Miss Campbell was so shaken by her sobs and weeping that Billie was obliged to wipe her eyes with her own handkerchief.
“But, dearest Cousin,” she said at last. “We haven’t done anything dishonest, or that we might be ashamed of. How did you find out about the box and who told you such a slander about us?”
After being bolstered up with aromatic nerve drops and eau de cologne, Miss Campbell was able to speak coherently.
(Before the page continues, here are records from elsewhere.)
//! TETHER demo pair
//!
//! Runs one half of a device pair against a relay, with a synthetic device
//! in place of real hardware: the controller sweeps an angle back and forth,
//! the receiver prints whatever it is told to apply.
//!
//! Environment variables:
//! - TETHER_ROLE: "controller" or "receiver" (default: controller)
//! - TETHER_HOST: relay hostname (required)
//! - TETHER_PORT: relay port (default: 443)
//! - TETHER_PATH: handshake path (default: /api/channels/default)
//! - TETHER_TLS: "0" to disable TLS (default: enabled)
//! - RUST_LOG: log filter (default: info)

use std::env;
use std::process::ExitCode;
use std::time::Instant;

use tokio::sync::watch;
use tracing::{error, info};

use tether_protocol::core::{DeviceIo, LinkConfigBuilder, Role};
use tether_protocol::client::ConnectionSupervisor;

/// Synthetic stand-in for the potentiometer/servo hardware.
struct SweepDevice {
    role: Role,
    started: Instant,
    current: f64,
}

impl SweepDevice {
    fn new(role: Role) -> Self {
        Self {
            role,
            started: Instant::now(),
            current: 90.0,
        }
    }
}

impl DeviceIo for SweepDevice {
    fn read_local_value(&mut self) -> f64 {
        match self.role {
            // Triangle wave over 0..180, one full sweep per minute.
            Role::Controller => {
                let t = self.started.elapsed().as_secs_f64() % 60.0;
                let phase = t / 30.0;
                if phase <= 1.0 { phase * 180.0 } else { (2.0 - phase) * 180.0 }
            }
            Role::Receiver => self.current,
        }
    }

    fn apply_remote_value(&mut self, value: f64) {
        self.current = value;
        info!(value, "actuator moved");
    }
}

fn parse_role() -> Role {
    match env::var("TETHER_ROLE").as_deref() {
        Ok("receiver") => Role::Receiver,
        _ => Role::Controller,
    }
}

#[tokio::main]
async fn main() -> ExitCode {
    tracing_subscriber::fmt()
        .with_env_filter(
            tracing_subscriber::EnvFilter::try_from_default_env()
                .unwrap_or_else(|_| tracing_subscriber::EnvFilter::new("info")),
        )
        .init();

    let Ok(host) = env::var("TETHER_HOST") else {
        error!("TETHER_HOST is required");
        return ExitCode::FAILURE;
    };
    let role = parse_role();
    let port = env::var("TETHER_PORT")
        .ok()
        .and_then(|p| p.parse().ok())
        .unwrap_or(443);
    let path =
        env::var("TETHER_PATH").unwrap_or_else(|_| "/api/channels/default".to_string());
    let tls = env::var("TETHER_TLS").as_deref() != Ok("0");

    let config = match LinkConfigBuilder::new(role)
        .host(host)
        .port(port)
        .path(path)
        .tls(tls)
        .build()
    {
        Ok(config) => config,
        Err(e) => {
            error!(error = %e, "bad configuration");
            return ExitCode::FAILURE;
        }
    };

    info!(?role, "starting demo device");
    let device = SweepDevice::new(role);
    let mut supervisor = match ConnectionSupervisor::new(config, device) {
        Ok(supervisor) => supervisor,
        Err(e) => {
            error!(error = %e, "supervisor setup failed");
            return ExitCode::FAILURE;
        }
    };

    let (stop_tx, stop_rx) = watch::channel(false);
    tokio::spawn(async move {
        let _ = tokio::signal::ctrl_c().await;
        info!("stop requested");
        let _ = stop_tx.send(true);
    });

    match supervisor.run(stop_rx).await {
        Ok(()) => ExitCode::SUCCESS,
        Err(e) => {
            error!(error = %e, "link failed");
            ExitCode::FAILURE
        }
    }
}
“Yesterday a man came here to see me. He sent up his name and the message that he wished to speak to me about something in regard to you, so I had him shown in. And then, my child, he told me such a story. How his motor car had been wrecked on the very day we went to Shell Island and a box of jewels belonging to his wife had fallen in the sand. He had good reason to know, he said, that you had found the jewels and, instead of trying to find the owner or answering advertisements and notes, had kept them all this time in Mrs. Price’s safe. He gave me a list of the jewels and an exact description. I went at once to Mrs. Price. We found the combination, opened the safe, and got out the box. There they were, just as he had described them. Oh, my dear, what mortification! What will your father say?”
“Did you give him the jewels?” exclaimed Billie, without waiting to make explanations until this important point was settled.
“The man was very insistent. He has threatened to arrest you and Mary and even Mrs. Price. Think of that! For harboring stolen goods.”
“Did you give them to him?” cried Billie, impatiently.